Rescom Asia Pacific Pty Ltd v Reapfield Property Consultants Pty Ltd [2014] VSCA 92 & Foxhat Employment Service Pty Ltd v Deputy Commissioner of Taxation [2014] VSC 218: application to set aside statutory demands

July 6, 2014

In Rescom Asia Pacific Pty Ltd v Reapfield Property Consultants Pty Ltd and Foxhat Employment Service Pty Ltd v Deputy Commissioner of Taxation the Victorian Court of Appeal and the Supreme Court considered applications to set aside statutory demands in very different circumstances.

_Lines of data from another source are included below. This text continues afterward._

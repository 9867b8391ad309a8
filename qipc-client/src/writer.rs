//! Frame writer.

use crate::error::ClientError;
use bytes::{BufMut, Bytes, BytesMut};
use qipc_protocol::{
    EncodeContext, Endianness, Header, MessageKind, Options, ProtocolError, TextEncoding,
    ValueCodec, EXTENDED_SIZE_MIN_VERSION, HEADER_SIZE,
};
use tokio::io::{AsyncWrite, AsyncWriteExt};

/// Initial capacity of a frame buffer.
const FRAME_BUFFER_CAPACITY: usize = 4 * 1024;

/// Writes framed messages.
///
/// A stream-backed writer sends each frame and waits for the flush; a
/// detached writer hands the assembled frame back instead.
#[derive(Debug)]
pub struct FrameWriter<S> {
    stream: Option<S>,
    protocol_version: u8,
    encoding: TextEncoding,
}

impl<S> FrameWriter<S> {
    /// Creates a writer bound to a stream.
    pub fn new(stream: S, protocol_version: u8, encoding: TextEncoding) -> Self {
        Self {
            stream: Some(stream),
            protocol_version,
            encoding,
        }
    }

    pub fn is_stream_backed(&self) -> bool {
        self.stream.is_some()
    }

    pub fn encode_context(&self) -> EncodeContext {
        EncodeContext {
            endianness: Endianness::native(),
            protocol_version: self.protocol_version,
            encoding: self.encoding,
        }
    }

    /// Returns the stream, if this writer is stream-backed.
    pub fn into_stream(self) -> Option<S> {
        self.stream
    }
}

impl FrameWriter<tokio::io::Sink> {
    /// Creates a writer that returns frames instead of sending them.
    pub fn detached(protocol_version: u8, encoding: TextEncoding) -> Self {
        Self {
            stream: None,
            protocol_version,
            encoding,
        }
    }
}

impl<S: AsyncWrite + Unpin> FrameWriter<S> {
    /// Frames `value` as a message of `kind`.
    ///
    /// Returns the frame when detached, `None` once a stream accepted it.
    pub async fn write<C: ValueCodec>(
        &mut self,
        codec: &C,
        value: &C::Value,
        kind: MessageKind,
        options: &Options,
    ) -> Result<Option<Bytes>, ClientError> {
        let ctx = self.encode_context();
        let frame = build_frame(kind, self.protocol_version, |buf| {
            codec
                .encode(value, &ctx, options, buf)
                .map_err(ClientError::codec)
        })?;
        self.send(frame).await
    }

    /// Frames the call form `[function, arguments...]` as a message of `kind`.
    pub async fn write_call<C: ValueCodec>(
        &mut self,
        codec: &C,
        function: &C::Value,
        arguments: &[C::Value],
        kind: MessageKind,
        options: &Options,
    ) -> Result<Option<Bytes>, ClientError> {
        let ctx = self.encode_context();
        let frame = build_frame(kind, self.protocol_version, |buf| {
            codec
                .encode_call(function, arguments, &ctx, options, buf)
                .map_err(ClientError::codec)
        })?;
        self.send(frame).await
    }

    async fn send(&mut self, frame: BytesMut) -> Result<Option<Bytes>, ClientError> {
        match self.stream.as_mut() {
            Some(stream) => {
                stream.write_all(&frame).await?;
                stream.flush().await?;
                tracing::debug!("Wrote frame ({} bytes)", frame.len());
                Ok(None)
            }
            None => Ok(Some(frame.freeze())),
        }
    }
}

/// Assembles header and payload in one buffer.
fn build_frame<F>(kind: MessageKind, protocol_version: u8, encode: F) -> Result<BytesMut, ClientError>
where
    F: FnOnce(&mut BytesMut) -> Result<(), ClientError>,
{
    let mut buf = BytesMut::with_capacity(FRAME_BUFFER_CAPACITY);
    buf.put_bytes(0, HEADER_SIZE);
    encode(&mut buf)?;

    let size = buf.len() as u64;
    check_size(size, protocol_version)?;
    let header = Header::new(kind, size).encode()?;
    buf[..HEADER_SIZE].copy_from_slice(&header);
    Ok(buf)
}

/// Frames past 32 bits need the size-extension byte, which older peers lack.
fn check_size(size: u64, protocol_version: u8) -> Result<(), ProtocolError> {
    if size > u64::from(u32::MAX) && protocol_version < EXTENDED_SIZE_MIN_VERSION {
        return Err(ProtocolError::FrameTooLarge {
            size,
            max: u64::from(u32::MAX),
        });
    }
    Ok(())
}

#[cfg(test)]
mod tests {
    use super::*;
    use crate::reader::FrameReader;
    use qipc_protocol::{Payload, RawCodec, MAX_MESSAGE_SIZE, MAX_PROTOCOL_VERSION};
    use tokio_test::io::Builder;

    fn long_atom(value: i64) -> Bytes {
        let mut buf = BytesMut::new();
        buf.put_u8(0xf9);
        match Endianness::native() {
            Endianness::Little => buf.put_i64_le(value),
            Endianness::Big => buf.put_i64(value),
        }
        buf.freeze()
    }

    #[tokio::test]
    async fn test_detached_write_returns_frame() {
        let mut writer = FrameWriter::detached(MAX_PROTOCOL_VERSION, TextEncoding::Latin1);
        assert!(!writer.is_stream_backed());

        let value = long_atom(42);
        let frame = writer
            .write(&RawCodec, &value, MessageKind::Sync, &Options::new())
            .await
            .unwrap()
            .unwrap();

        let header = Header::decode(&frame).unwrap();
        assert_eq!(header.kind, MessageKind::Sync);
        assert_eq!(header.size, frame.len() as u64);
        assert_eq!(header.endianness, Endianness::native());
        assert_eq!(header.compression_mode, 0);
        assert_eq!(&frame[HEADER_SIZE..], value.as_ref());
    }

    #[tokio::test]
    async fn test_stream_write() {
        let value = long_atom(7);
        let mut detached = FrameWriter::detached(3, TextEncoding::Latin1);
        let expected = detached
            .write(&RawCodec, &value, MessageKind::Async, &Options::new())
            .await
            .unwrap()
            .unwrap();

        let mock = Builder::new().write(&expected).build();
        let mut writer = FrameWriter::new(mock, 3, TextEncoding::Latin1);
        let result = writer
            .write(&RawCodec, &value, MessageKind::Async, &Options::new())
            .await
            .unwrap();
        assert!(result.is_none());
    }

    #[tokio::test]
    async fn test_write_call() {
        let mut writer = FrameWriter::detached(MAX_PROTOCOL_VERSION, TextEncoding::Latin1);
        let function = RawCodec::string("{x*y}", &writer.encode_context()).unwrap();
        let arguments = [long_atom(6), long_atom(7)];

        let frame = writer
            .write_call(
                &RawCodec,
                &function,
                &arguments,
                MessageKind::Sync,
                &Options::new(),
            )
            .await
            .unwrap()
            .unwrap();

        let header = Header::decode(&frame).unwrap();
        assert_eq!(
            header.payload_len() as usize,
            6 + function.len() + 2 * arguments[0].len()
        );
        assert_eq!(frame[HEADER_SIZE], 0);
    }

    #[tokio::test]
    async fn test_written_frame_reads_back() {
        let value = long_atom(-1);
        let mut writer = FrameWriter::detached(MAX_PROTOCOL_VERSION, TextEncoding::Latin1);
        let frame = writer
            .write(&RawCodec, &value, MessageKind::Response, &Options::new())
            .await
            .unwrap()
            .unwrap();

        let mut reader = FrameReader::from_bytes(frame, MAX_PROTOCOL_VERSION, TextEncoding::Latin1);
        let message = reader.read(&RawCodec, &Options::new()).await.unwrap();
        assert_eq!(message.kind, MessageKind::Response);
        assert_eq!(message.payload, Payload::Value(value));
        assert!(reader.is_native());
    }

    #[test]
    fn test_size_limits() {
        let beyond_u32 = u64::from(u32::MAX) + 1;
        assert!(check_size(u64::from(u32::MAX), 1).is_ok());
        assert!(matches!(
            check_size(beyond_u32, 5),
            Err(ProtocolError::FrameTooLarge { .. })
        ));
        assert!(check_size(beyond_u32, EXTENDED_SIZE_MIN_VERSION).is_ok());
        assert!(Header::new(MessageKind::Sync, MAX_MESSAGE_SIZE + 1)
            .encode()
            .is_err());
    }
}
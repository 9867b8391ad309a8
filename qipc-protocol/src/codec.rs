//! Value codec seam.
//!
//! The framing layer never interprets payload bytes; it hands them to a
//! [`ValueCodec`]. [`RawCodec`] is the default: its values are payloads that
//! are already encoded, so it can frame hand-built or forwarded objects.

use crate::header::Endianness;
use crate::message::{Options, TextEncoding};
use bytes::{BufMut, Bytes, BytesMut};
use std::convert::Infallible;

/// Boxed codec error, carried unchanged through the client.
pub type BoxError = Box<dyn std::error::Error + Send + Sync>;

/// Type byte of a general list.
const GENERAL_LIST: u8 = 0;

/// Type byte of a char vector.
const CHAR_VECTOR: u8 = 10;

/// Type byte of an error value (-128).
const ERROR_TYPE: u8 = 0x80;

/// Parameters the writer passes to the codec.
#[derive(Debug, Clone, Copy, PartialEq, Eq)]
pub struct EncodeContext {
    pub endianness: Endianness,
    pub protocol_version: u8,
    pub encoding: TextEncoding,
}

/// Parameters the reader passes to the codec.
#[derive(Debug, Clone, Copy, PartialEq, Eq)]
pub struct DecodeContext {
    /// Byte order declared by the message header.
    pub endianness: Endianness,
    pub protocol_version: u8,
    pub encoding: TextEncoding,
}

impl DecodeContext {
    /// Whether the declared order matches the host's.
    pub fn is_native(&self) -> bool {
        self.endianness.is_native()
    }
}

/// Converts domain values to and from payload bytes.
pub trait ValueCodec: Send + Sync {
    type Value: Send;
    type Error: std::error::Error + Send + Sync + 'static;

    /// Appends the encoding of `value` to `out`.
    fn encode(
        &self,
        value: &Self::Value,
        ctx: &EncodeContext,
        options: &Options,
        out: &mut BytesMut,
    ) -> Result<(), Self::Error>;

    /// Appends the encoding of the call form `[function, arguments...]`.
    fn encode_call(
        &self,
        function: &Self::Value,
        arguments: &[Self::Value],
        ctx: &EncodeContext,
        options: &Options,
        out: &mut BytesMut,
    ) -> Result<(), Self::Error>;

    fn decode(
        &self,
        payload: &[u8],
        ctx: &DecodeContext,
        options: &Options,
    ) -> Result<Self::Value, Self::Error>;

    /// Builds the exception value sent to a peer whose message could not be
    /// handled.
    fn exception(&self, message: &str, ctx: &EncodeContext) -> Self::Value;
}

/// Pass-through codec over already-encoded values.
#[derive(Debug, Clone, Copy, Default)]
pub struct RawCodec;

impl RawCodec {
    /// Encodes `text` as a char vector, the usual form of a query expression.
    pub fn string(text: &str, ctx: &EncodeContext) -> Result<Bytes, crate::ProtocolError> {
        let chars = ctx.encoding.encode(text)?;
        let mut buf = BytesMut::with_capacity(6 + chars.len());
        buf.put_u8(CHAR_VECTOR);
        buf.put_u8(0);
        ctx.endianness.put_u32(&mut buf, chars.len() as u32);
        buf.put_slice(&chars);
        Ok(buf.freeze())
    }

    /// Extracts the message of an encoded error value, if `payload` is one.
    pub fn error_text(payload: &[u8], encoding: TextEncoding) -> Option<String> {
        let (&type_byte, rest) = payload.split_first()?;
        if type_byte != ERROR_TYPE {
            return None;
        }
        let end = rest.iter().position(|&b| b == 0).unwrap_or(rest.len());
        Some(encoding.decode(&rest[..end]))
    }
}

impl ValueCodec for RawCodec {
    type Value = Bytes;
    type Error = Infallible;

    fn encode(
        &self,
        value: &Bytes,
        _ctx: &EncodeContext,
        _options: &Options,
        out: &mut BytesMut,
    ) -> Result<(), Infallible> {
        out.put_slice(value);
        Ok(())
    }

    fn encode_call(
        &self,
        function: &Bytes,
        arguments: &[Bytes],
        ctx: &EncodeContext,
        _options: &Options,
        out: &mut BytesMut,
    ) -> Result<(), Infallible> {
        out.put_u8(GENERAL_LIST);
        out.put_u8(0);
        ctx.endianness.put_u32(out, (arguments.len() + 1) as u32);
        out.put_slice(function);
        for argument in arguments {
            out.put_slice(argument);
        }
        Ok(())
    }

    fn decode(
        &self,
        payload: &[u8],
        _ctx: &DecodeContext,
        _options: &Options,
    ) -> Result<Bytes, Infallible> {
        Ok(Bytes::copy_from_slice(payload))
    }

    fn exception(&self, message: &str, ctx: &EncodeContext) -> Bytes {
        let text = ctx
            .encoding
            .encode(message)
            .unwrap_or_else(|_| message.as_bytes().to_vec());
        let mut buf = BytesMut::with_capacity(text.len() + 2);
        buf.put_u8(ERROR_TYPE);
        buf.put_slice(&text);
        buf.put_u8(0);
        buf.freeze()
    }
}
//! Execution of the finalized SQL against the warehouse

use opsql_ir::{QueryResultSet, Warehouse};
use std::sync::Arc;

use crate::error::PipelineError;

/// Runs statements verbatim. No retry: a broken statement stays broken.
pub struct QueryRunner {
    warehouse: Arc<dyn Warehouse>,
}

impl QueryRunner {
    pub fn new(warehouse: Arc<dyn Warehouse>) -> Self {
        Self { warehouse }
    }

    pub async fn run(&self, sql: &str) -> Result<QueryResultSet, PipelineError> {
        let rows = self
            .warehouse
            .query(sql)
            .await
            .map_err(|e| PipelineError::ExecutionError(e.to_string()))?;

        tracing::info!(rows = rows.len(), "Query executed");
        Ok(rows)
    }
}
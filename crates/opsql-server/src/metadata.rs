//! Schema, column definitions and value aliases from the warehouse

use opsql_ir::{
    default_glossary, ColumnDefinition, PromptContext, Row, SchemaSnapshot, TableRef, ValueAlias,
    Warehouse, WarehouseError,
};
use std::sync::Arc;

use crate::error::PipelineError;

/// Read-only view of the metadata tables; every call hits the warehouse
pub struct MetadataProvider {
    warehouse: Arc<dyn Warehouse>,
    fact_table: TableRef,
    definitions_table: TableRef,
    aliases_table: TableRef,
}

impl MetadataProvider {
    pub fn new(
        warehouse: Arc<dyn Warehouse>,
        fact_table: TableRef,
        definitions_table: TableRef,
        aliases_table: TableRef,
    ) -> Self {
        Self {
            warehouse,
            fact_table,
            definitions_table,
            aliases_table,
        }
    }

    pub async fn schema(&self) -> Result<SchemaSnapshot, PipelineError> {
        let columns = self
            .warehouse
            .table_columns(&self.fact_table)
            .await
            .map_err(unavailable)?;
        Ok(SchemaSnapshot::new(columns))
    }

    pub async fn definitions(&self) -> Result<Vec<ColumnDefinition>, PipelineError> {
        let sql = format!(
            "SELECT column_name, definition, example_value FROM {}",
            self.warehouse.render_table(&self.definitions_table)
        );
        let rows = self.warehouse.query(&sql).await.map_err(unavailable)?;

        rows.iter()
            .map(|row| {
                Ok(ColumnDefinition {
                    column_name: text_field(row, "column_name")?,
                    definition: text_field(row, "definition")?,
                    example_value: text_field(row, "example_value")?,
                })
            })
            .collect()
    }

    pub async fn aliases(&self) -> Result<Vec<ValueAlias>, PipelineError> {
        let sql = format!(
            "SELECT column_name, alias_value, canonical_value FROM {}",
            self.warehouse.render_table(&self.aliases_table)
        );
        let rows = self.warehouse.query(&sql).await.map_err(unavailable)?;

        rows.iter()
            .map(|row| {
                Ok(ValueAlias {
                    column_name: text_field(row, "column_name")?,
                    alias_value: text_field(row, "alias_value")?,
                    canonical_value: text_field(row, "canonical_value")?,
                })
            })
            .collect()
    }

    /// Fetch everything the SQL prompt needs
    pub async fn context(&self) -> Result<PromptContext, PipelineError> {
        let schema = self.schema().await?;
        let definitions = self.definitions().await?;
        let aliases = self.aliases().await?;

        tracing::debug!(
            columns = schema.columns.len(),
            definitions = definitions.len(),
            aliases = aliases.len(),
            "Loaded prompt metadata"
        );

        Ok(PromptContext {
            schema,
            definitions,
            aliases,
            glossary: default_glossary(),
        })
    }
}

fn unavailable(err: WarehouseError) -> PipelineError {
    PipelineError::MetadataUnavailable(err.to_string())
}

/// Read a column as text; NULL becomes empty, numbers are stringified
fn text_field(row: &Row, column: &str) -> Result<String, PipelineError> {
    match row.get(column) {
        Some(serde_json::Value::String(s)) => Ok(s.clone()),
        Some(serde_json::Value::Null) => Ok(String::new()),
        Some(other) => Ok(other.to_string()),
        None => Err(PipelineError::MetadataUnavailable(format!(
            "metadata row is missing column '{}'",
            column
        ))),
    }
}

#[cfg(test)]
mod tests {
    use super::*;
    use opsql_ir::MockWarehouse;
    use serde_json::json;

    fn row(pairs: &[(&str, serde_json::Value)]) -> Row {
        pairs
            .iter()
            .map(|(k, v)| (k.to_string(), v.clone()))
            .collect()
    }

    fn provider(warehouse: MockWarehouse) -> MetadataProvider {
        MetadataProvider::new(
            Arc::new(warehouse),
            TableRef::new("ops", "dm_daily_operation"),
            TableRef::new("ops", "dm_definitions"),
            TableRef::new("ops", "dm_value_aliasses"),
        )
    }

    #[tokio::test]
    async fn test_context_from_metadata_tables() {
        let mut warehouse = MockWarehouse::new();
        warehouse.add_table(
            &TableRef::new("ops", "dm_daily_operation"),
            &["date", "company", "qty_actual"],
        );
        warehouse.add_result(
            "SELECT column_name, definition, example_value FROM `ops.dm_definitions`",
            vec![row(&[
                ("column_name", json!("qty_actual")),
                ("definition", json!("Realized production in tonnes")),
                ("example_value", json!(1250.5)),
            ])],
        );
        warehouse.add_result(
            "SELECT column_name, alias_value, canonical_value FROM `ops.dm_value_aliasses`",
            vec![row(&[
                ("column_name", json!("company")),
                ("alias_value", json!("KPC")),
                ("canonical_value", json!("KALTIM PRIMA COAL")),
            ])],
        );

        let context = provider(warehouse).context().await.unwrap();

        assert_eq!(context.schema.columns, vec!["date", "company", "qty_actual"]);
        assert_eq!(context.definitions[0].example_value, "1250.5");
        assert_eq!(context.aliases[0].canonical_value, "KALTIM PRIMA COAL");
        assert!(!context.glossary.is_empty());
    }

    #[tokio::test]
    async fn test_missing_fact_table_is_metadata_unavailable() {
        let err = provider(MockWarehouse::new()).schema().await.unwrap_err();
        assert!(matches!(err, PipelineError::MetadataUnavailable(ref m) if m.contains("dm_daily_operation")));
    }

    #[tokio::test]
    async fn test_malformed_definition_row_is_rejected() {
        let mut warehouse = MockWarehouse::new();
        warehouse.add_result(
            "SELECT column_name, definition, example_value FROM `ops.dm_definitions`",
            vec![row(&[("column_name", json!("qty_actual"))])],
        );

        let err = provider(warehouse).definitions().await.unwrap_err();
        assert!(matches!(err, PipelineError::MetadataUnavailable(ref m) if m.contains("definition")));
    }

    #[tokio::test]
    async fn test_null_example_becomes_empty() {
        let mut warehouse = MockWarehouse::new();
        warehouse.add_result(
            "SELECT column_name, definition, example_value FROM `ops.dm_definitions`",
            vec![row(&[
                ("column_name", json!("remark")),
                ("definition", json!("Free text note")),
                ("example_value", json!(null)),
            ])],
        );

        let definitions = provider(warehouse).definitions().await.unwrap();
        assert_eq!(definitions[0].example_value, "");
    }
}
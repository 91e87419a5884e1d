//! Failure kinds that can end a pipeline run

use thiserror::Error;

#[derive(Debug, Error)]
pub enum PipelineError {
    /// The model kept rate limiting until the attempt ceiling was reached
    #[error("model gave no response after {attempts} attempts (last error: {last_error})")]
    RetryExhausted { attempts: u32, last_error: String },

    /// Non-transient model failure (auth, malformed request, quota)
    #[error("model request failed: {0}")]
    ModelFailure(String),

    #[error("metadata unavailable: {0}")]
    MetadataUnavailable(String),

    #[error("query execution failed: {0}")]
    ExecutionError(String),

    #[error("malformed input: {0}")]
    InputMalformed(String),
}

impl PipelineError {
    /// Stable label used for metrics
    pub fn kind(&self) -> &'static str {
        match self {
            PipelineError::RetryExhausted { .. } => "retry_exhausted",
            PipelineError::ModelFailure(_) => "model_failure",
            PipelineError::MetadataUnavailable(_) => "metadata_unavailable",
            PipelineError::ExecutionError(_) => "execution_error",
            PipelineError::InputMalformed(_) => "input_malformed",
        }
    }
}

Rescom Asia Pacific Pty Ltd v Reapfield Property Consultants Pty Ltd

The applicant sought leave to appeal a decision of Randall AsJ dismissing an application to set aside a statutory demand.  The grounds of appeal included a failure to find there was a genuine dispute or offsetting claim [2].

FACTS

The statutory demand relates to a claim for commission on the sale of various apartments in Carlton. The vendor retained Rescom as the underwriter for the sale of the apartments.  It was a term of the retainer that in the event that the total sale price of the apartments did not reach a pre-determined level, Rescom would pay the difference to the vendor [6]. If the total proceeds exceeded the predetermined level the vendor would pay the excess amount to Rescom. If the total proceeds exceeded a pre-determined level by a certain amount, then the excess would be shared between Rescom and the vendor [7].

Rescom engaged Reapfield as its sole marketing agent in Singapore on terms which included a 5% commission on the transacted price of all sales within Singapore[8].  The Agreement referred to a price schedule in an Annexure A of the agreement.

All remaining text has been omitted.